A string of ugly, humiliating words poured out.
He sent several more voice messages. He remembered that he had promised to run an errand for Fan Xin to buy a replacement pot for her home, but the supermarket cashiers were changing shifts and there was no one to help him. He had been told to either find it on the shelves himself or ask someone in the warehouse, which only soured his mood further.
He swore again, feeling as if he had run into every oblivious idiot today, from Shu Yao, who never reciprocated his advances, to Fan Xin, who had a child but still dressed provocatively and ordered him around the office, to the supermarket staff.
He was going to file a complaint and get this moron fired!
Wu Li banged on the warehouse’s metal door—“thump, thump, thump”—but saw no one. Noticing there were no cameras here either, he lifted his foot and kicked the door open, taking two steps inside. “Anyone here?”
The warehouse was silent, except for a pungent, unpleasant smell that made him instinctively recoil.
“Shit, what a dump.”
He stepped inside, his gaze sweeping over the rows of ownerless goods on the shelves. Thinking of the sparsely populated supermarket he had just come from, he inexplicably fell silent and ventured deeper.
Bzz. Bzz.
Insects buzzed overhead, tirelessly bumping against the lights.
Wu Li craned his neck, leaning closer to the packaging of a small electronic device on a shelf. He took out his phone to search for the price, but when he looked down, he found his glasses were blurry. He took them off, wiped them on the corner of his shirt, and put them back on, only to find the light from his phone seemed brighter and more glaring.
Wait a second…
It’s not that the phone screen is too bright, but that it’s too dark around me.
He frowned and looked up, about to curse, but the words caught in his throat.
There was someone above his head!
No, that wasn’t right. What the hell is that monster!
His glasses, reflecting the light from his phone, revealed the culprit blocking the light.
Long, slender, crooked, snow-white limbs extended from under its armpits and between its legs, bursting through the husk of a human skin. The monster residing within controlled the watermelon-sized head, tilting it as it studied the human who had walked right into its lair with pupils that had no whites.

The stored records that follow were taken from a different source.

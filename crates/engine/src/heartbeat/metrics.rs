use std::sync::atomic::{AtomicBool, Ordering};
use std::sync::{Arc, RwLock};
use std::time::{Duration, Instant};

use tracing::warn;

use crate::save::FlushReport;
use crate::world::{EntityKey, TickReport};

static METRICS_LOCK_POISON_WARNED: AtomicBool = AtomicBool::new(false);

fn warn_metrics_lock_poison_once(operation: &'static str) {
    if METRICS_LOCK_POISON_WARNED
        .compare_exchange(false, true, Ordering::Relaxed, Ordering::Relaxed)
        .is_ok()
    {
        warn!(operation, "metrics lock poisoned; recovered inner value");
    }
}

#[derive(Debug, Clone, Copy, Default, PartialEq)]
pub struct HeartbeatMetricsSnapshot {
    pub tps: f32,
    pub fired_per_sec: f32,
    pub saved_per_sec: f32,
    pub late_fires: u32,
    pub flush_failures: u32,
    pub hydrated: u32,
    pub scheduled_effects: usize,
    pub save_queue_depth: usize,
    pub lazy_queue_depth: usize,
}

/// Queue sizes sampled by the loop when a snapshot is taken.
#[derive(Debug, Clone, Copy, Default, PartialEq, Eq)]
pub struct QueueDepths {
    pub scheduled_effects: usize,
    pub save_queue: usize,
    pub lazy_queue: usize,
}

/// Latest snapshot, shareable with whatever wants to report on the loop.
#[derive(Clone, Debug)]
pub struct MetricsHandle {
    snapshot: Arc<RwLock<HeartbeatMetricsSnapshot>>,
}

impl Default for MetricsHandle {
    fn default() -> Self {
        Self {
            snapshot: Arc::new(RwLock::new(HeartbeatMetricsSnapshot::default())),
        }
    }
}

impl MetricsHandle {
    pub fn snapshot(&self) -> HeartbeatMetricsSnapshot {
        match self.snapshot.read() {
            Ok(guard) => *guard,
            Err(poisoned) => {
                warn_metrics_lock_poison_once("read");
                *poisoned.into_inner()
            }
        }
    }

    pub(crate) fn publish(&self, snapshot: HeartbeatMetricsSnapshot) {
        match self.snapshot.write() {
            Ok(mut guard) => *guard = snapshot,
            Err(poisoned) => {
                warn_metrics_lock_poison_once("write");
                let mut guard = poisoned.into_inner();
                *guard = snapshot;
            }
        }
    }
}

#[derive(Debug)]
pub(crate) struct MetricsAccumulator {
    interval_start: Instant,
    interval: Duration,
    ticks: u32,
    fired: u32,
    late_fires: u32,
    saved: u32,
    flush_failures: u32,
    hydrated: u32,
}

impl MetricsAccumulator {
    pub(crate) fn new(interval: Duration) -> Self {
        Self::starting_at(Instant::now(), interval)
    }

    pub(crate) fn starting_at(start: Instant, interval: Duration) -> Self {
        Self {
            interval_start: start,
            interval,
            ticks: 0,
            fired: 0,
            late_fires: 0,
            saved: 0,
            flush_failures: 0,
            hydrated: 0,
        }
    }

    pub(crate) fn record_tick(&mut self, report: &TickReport) {
        self.ticks = self.ticks.saturating_add(1);
        self.fired = self.fired.saturating_add(report.schedules.fired as u32);
        self.late_fires = self.late_fires.saturating_add(report.schedules.late as u32);
    }

    pub(crate) fn record_flush(&mut self, report: &FlushReport<EntityKey>) {
        let written = report.saved + report.registered.len();
        self.saved = self.saved.saturating_add(written as u32);
    }

    pub(crate) fn record_flush_failure(&mut self) {
        self.flush_failures = self.flush_failures.saturating_add(1);
    }

    pub(crate) fn record_hydrated(&mut self, count: usize) {
        self.hydrated = self.hydrated.saturating_add(count as u32);
    }

    pub(crate) fn maybe_snapshot(
        &mut self,
        now: Instant,
        depths: QueueDepths,
    ) -> Option<HeartbeatMetricsSnapshot> {
        let elapsed = now.saturating_duration_since(self.interval_start);
        if elapsed < self.interval {
            return None;
        }

        let elapsed_seconds = elapsed.as_secs_f32().max(f32::EPSILON);
        let snapshot = HeartbeatMetricsSnapshot {
            tps: self.ticks as f32 / elapsed_seconds,
            fired_per_sec: self.fired as f32 / elapsed_seconds,
            saved_per_sec: self.saved as f32 / elapsed_seconds,
            late_fires: self.late_fires,
            flush_failures: self.flush_failures,
            hydrated: self.hydrated,
            scheduled_effects: depths.scheduled_effects,
            save_queue_depth: depths.save_queue,
            lazy_queue_depth: depths.lazy_queue,
        };

        *self = Self::starting_at(now, self.interval);
        Some(snapshot)
    }
}

#[cfg(test)]
mod tests {
    use std::sync::RwLock;
    use std::thread;

    use super::*;
    use crate::clock::GameTime;
    use crate::save::IdRegistered;
    use crate::save::DbId;
    use crate::schedule::CheckReport;

    fn poison_lock(lock: &RwLock<HeartbeatMetricsSnapshot>) {
        thread::scope(|scope| {
            let _ = scope
                .spawn(|| {
                    let _guard = lock.write().expect("write guard");
                    panic!("poison metrics lock");
                })
                .join();
        });
    }

    fn tick(fired: usize, late: usize) -> TickReport {
        TickReport {
            now: GameTime::ZERO,
            schedules: CheckReport {
                fired,
                late,
                max_lateness: Duration::ZERO,
            },
            swept: None,
        }
    }

    #[test]
    fn snapshot_computes_rates_over_interval() {
        let base = Instant::now();
        let mut accumulator = MetricsAccumulator::starting_at(base, Duration::from_secs(2));

        accumulator.record_tick(&tick(3, 1));
        accumulator.record_tick(&tick(1, 0));
        accumulator.record_flush(&FlushReport {
            registered: vec![IdRegistered {
                key: EntityKey(1),
                id: DbId(1),
            }],
            saved: 5,
            ..FlushReport::default()
        });

        let snapshot = accumulator
            .maybe_snapshot(
                base + Duration::from_secs(2),
                QueueDepths {
                    scheduled_effects: 7,
                    save_queue: 2,
                    lazy_queue: 0,
                },
            )
            .expect("snapshot should be emitted");

        assert!((snapshot.tps - 1.0).abs() < 0.01);
        assert!((snapshot.fired_per_sec - 2.0).abs() < 0.01);
        assert!((snapshot.saved_per_sec - 3.0).abs() < 0.01);
        assert_eq!(snapshot.late_fires, 1);
        assert_eq!(snapshot.scheduled_effects, 7);
        assert_eq!(snapshot.save_queue_depth, 2);
    }

    #[test]
    fn snapshot_not_emitted_before_interval() {
        let base = Instant::now();
        let mut accumulator = MetricsAccumulator::starting_at(base, Duration::from_secs(1));
        accumulator.record_tick(&tick(0, 0));

        assert!(accumulator
            .maybe_snapshot(base + Duration::from_millis(500), QueueDepths::default())
            .is_none());
    }

    #[test]
    fn counters_reset_after_snapshot() {
        let base = Instant::now();
        let mut accumulator = MetricsAccumulator::starting_at(base, Duration::from_secs(1));
        accumulator.record_flush_failure();
        accumulator
            .maybe_snapshot(base + Duration::from_secs(1), QueueDepths::default())
            .expect("first snapshot");

        let second = accumulator
            .maybe_snapshot(base + Duration::from_secs(2), QueueDepths::default())
            .expect("second snapshot");
        assert_eq!(second.flush_failures, 0);
    }

    #[test]
    fn snapshot_recovers_after_poison_without_panic() {
        let handle = MetricsHandle::default();
        poison_lock(handle.snapshot.as_ref());

        assert_eq!(handle.snapshot(), HeartbeatMetricsSnapshot::default());
    }

    #[test]
    fn publish_recovers_after_poison_without_panic() {
        let handle = MetricsHandle::default();
        poison_lock(handle.snapshot.as_ref());

        let expected = HeartbeatMetricsSnapshot {
            tps: 10.0,
            save_queue_depth: 4,
            ..HeartbeatMetricsSnapshot::default()
        };
        handle.publish(expected);

        assert_eq!(handle.snapshot(), expected);
    }
}
use std::fs;
use std::io;
use std::path::{Path, PathBuf};

/// Writes `text` beside `path` first, then swaps it into place so a reader
/// never sees a half-written record.
pub(crate) fn write_text_atomic(path: &Path, text: &str) -> io::Result<()> {
    if let Some(parent) = path.parent() {
        fs::create_dir_all(parent)?;
    }

    let staging = staging_path_for(path);
    fs::write(&staging, text.as_bytes())?;
    if let Err(error) = swap_into_place(&staging, path) {
        let _ = fs::remove_file(&staging);
        return Err(error);
    }
    Ok(())
}

pub(crate) fn remove_if_exists(path: &Path) -> io::Result<()> {
    match fs::remove_file(path) {
        Ok(()) => Ok(()),
        Err(error) if error.kind() == io::ErrorKind::NotFound => Ok(()),
        Err(error) => Err(error),
    }
}

fn swap_into_place(staging: &Path, target: &Path) -> io::Result<()> {
    // rename does not replace an existing file on every platform
    remove_if_exists(target)?;
    fs::rename(staging, target)
}

fn staging_path_for(path: &Path) -> PathBuf {
    let file_name = path
        .file_name()
        .and_then(|name| name.to_str())
        .unwrap_or("record");
    let staged = format!("{file_name}.staged");
    match path.parent() {
        Some(parent) => parent.join(staged),
        None => PathBuf::from(staged),
    }
}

Wu Li’s face turned pale. Torn between vomiting and screaming for help, he chose to scream:
“AHHHHHHHHHH—”
In the reflection of his glasses, a snow-white limb, as thin as a finger, bent and shot out.
…
Sizzle.
Downstairs.
Fingers with perfect lines manipulated a silver knife, piercing a piece of short rib sizzling in a clay pot. The outer layer, coated in black sauce, was sliced open to reveal a pale pink within, a testament to the beef’s tenderness and the chef’s excellent cooking skills.
“Very fresh.” Lin Ran’s eyes reflected the pink in the meat’s texture, but her nose caught the scent of fresh blood slowly wafting through the air, growing richer. The smile on her lips widened.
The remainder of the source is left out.